Is relying on gambling revenue for regional development appropriate?

The situation has greatly changed from the time the plan was put forward, for such reasons as a drastic decrease in the number of visitors coming to Japan due to the novel coronavirus pandemic. The central and local governments need to reconsider once again whether they really should realize the plan.

Regarding the projects to build integrated resorts featuring casinos, the Osaka and Nagasaki prefectural governments have submitted business plans to the central government to announce their candidacies for the projects. Both aim to start operation of the resorts in the latter half of the 2020s. The central government later intends to decide on the areas to be certified through a screening process.

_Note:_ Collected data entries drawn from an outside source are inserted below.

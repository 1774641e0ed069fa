//! `SeaORM` Entity for borrow_records table.

use sea_orm::entity::prelude::*;
use serde::{Deserialize, Serialize};

use super::sea_orm_active_enums::BorrowStatus;

#[derive(Clone, Debug, PartialEq, DeriveEntityModel, Eq, Serialize, Deserialize)]
#[sea_orm(table_name = "borrow_records")]
pub struct Model {
    #[sea_orm(primary_key, auto_increment = false)]
    pub id: Uuid,
    pub student_id: Uuid,
    pub book_id: Uuid,
    pub borrow_date: Date,
    pub due_date: Date,
    pub return_date: Option<Date>,
    pub status: BorrowStatus,
}

#[derive(Copy, Clone, Debug, EnumIter, DeriveRelation)]
pub enum Relation {
    #[sea_orm(
        belongs_to = "super::users::Entity",
        from = "Column::StudentId",
        to = "super::users::Column::Id",
        on_delete = "Cascade"
    )]
    Users,
    #[sea_orm(
        belongs_to = "super::books::Entity",
        from = "Column::BookId",
        to = "super::books::Column::Id",
        on_delete = "Cascade"
    )]
    Books,
}

impl Related<super::users::Entity> for Entity {
    fn to() -> RelationDef {
        Relation::Users.def()
    }
}

impl Related<super::books::Entity> for Entity {
    fn to() -> RelationDef {
        Relation::Books.def()
    }
}

impl ActiveModelBehavior for ActiveModel {}
//! `SeaORM` Entity for categories table.

use sea_orm::entity::prelude::*;
use serde::{Deserialize, Serialize};

#[derive(Clone, Debug, PartialEq, DeriveEntityModel, Eq, Serialize, Deserialize)]
#[sea_orm(table_name = "categories")]
pub struct Model {
    #[sea_orm(primary_key, auto_increment = false)]
    pub id: Uuid,
    #[sea_orm(unique)]
    pub name: String,
    pub description: String,
}

#[derive(Copy, Clone, Debug, EnumIter, DeriveRelation)]
pub enum Relation {
    #[sea_orm(has_many = "super::books::Entity")]
    Books,
}

impl Related<super::books::Entity> for Entity {
    fn to() -> RelationDef {
        Relation::Books.def()
    }
}

impl ActiveModelBehavior for ActiveModel {}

An integrated resort is a complex integrating facilities such as a casino, an international conference hall and a hotel. Gambling as prohibited by the Penal Code will be permitted in the resort, allowing casinos to operate. The private sector will be responsible for the operation of casinos, and a portion of the revenue will be paid to the central and local governments.

The central government aims to increase the number of foreign visitors to Japan to 60 million in 2030, positioning integrated resort projects as the key to achieving the goal. Local governments hoping to attract the projects also apparently have high hopes that the projects will be a catalyst for vitalizing local economies.

The Osaka prefectural government aims to start the operation of an integrated resort on the artificial island of Yumeshima — the site of the Expo 2025 Osaka, Kansai — and estimates that the annual economic effect on the Kinki region will exceed ¥1 trillion. The Nagasaki prefectural government plans to install an integrated resort within Huis Ten Bosch, a large-scale resort facility in the prefecture, and expects to attract more than 6 million visitors a year.

However, will the projects go as smoothly as they expect? After the enactment of the integrated resort promotion law in 2018, a Diet member who was state minister for integrated resorts at the Cabinet Office was arrested on corruption charges, slowing the momentum to attract these projects.

The coronavirus pandemic has also added negative influences on this trend. At one point, as many as eight local governments were willing to host the projects, but many of them abandoned the idea mainly due to the withdrawal of operators. As online casinos are also growing in popularity, there is no guarantee that physical casinos will be able to attract visitors from overseas in the future.

The Osaka prefectural government and the Osaka municipal government estimate they will each receive more than ¥50 billion a year from casino revenue and admission fees. However, it is not certain that the number of visitors to Japan will recover smoothly, so it must be said that their expectations are overblown.

There are also deep-rooted concerns among residents that gambling addiction will rise and public security will deteriorate.

In the first place, is it an appropriate growth strategy to use the money visitors lose at casinos for the purpose of regional development? While the central and local governments have said they will take measures to curb gambling addiction, they pin high hopes on the revenue from casinos. Such a stance is contradictory.

The central government had the initial plan to set a maximum of three locations for certification of the integrated resorts and have them compete with each other, but the intention has already failed. Rather than promoting the projects based on the premise they will be realized, it is time for the central and local governments to reexamine the necessity of integrated resort projects.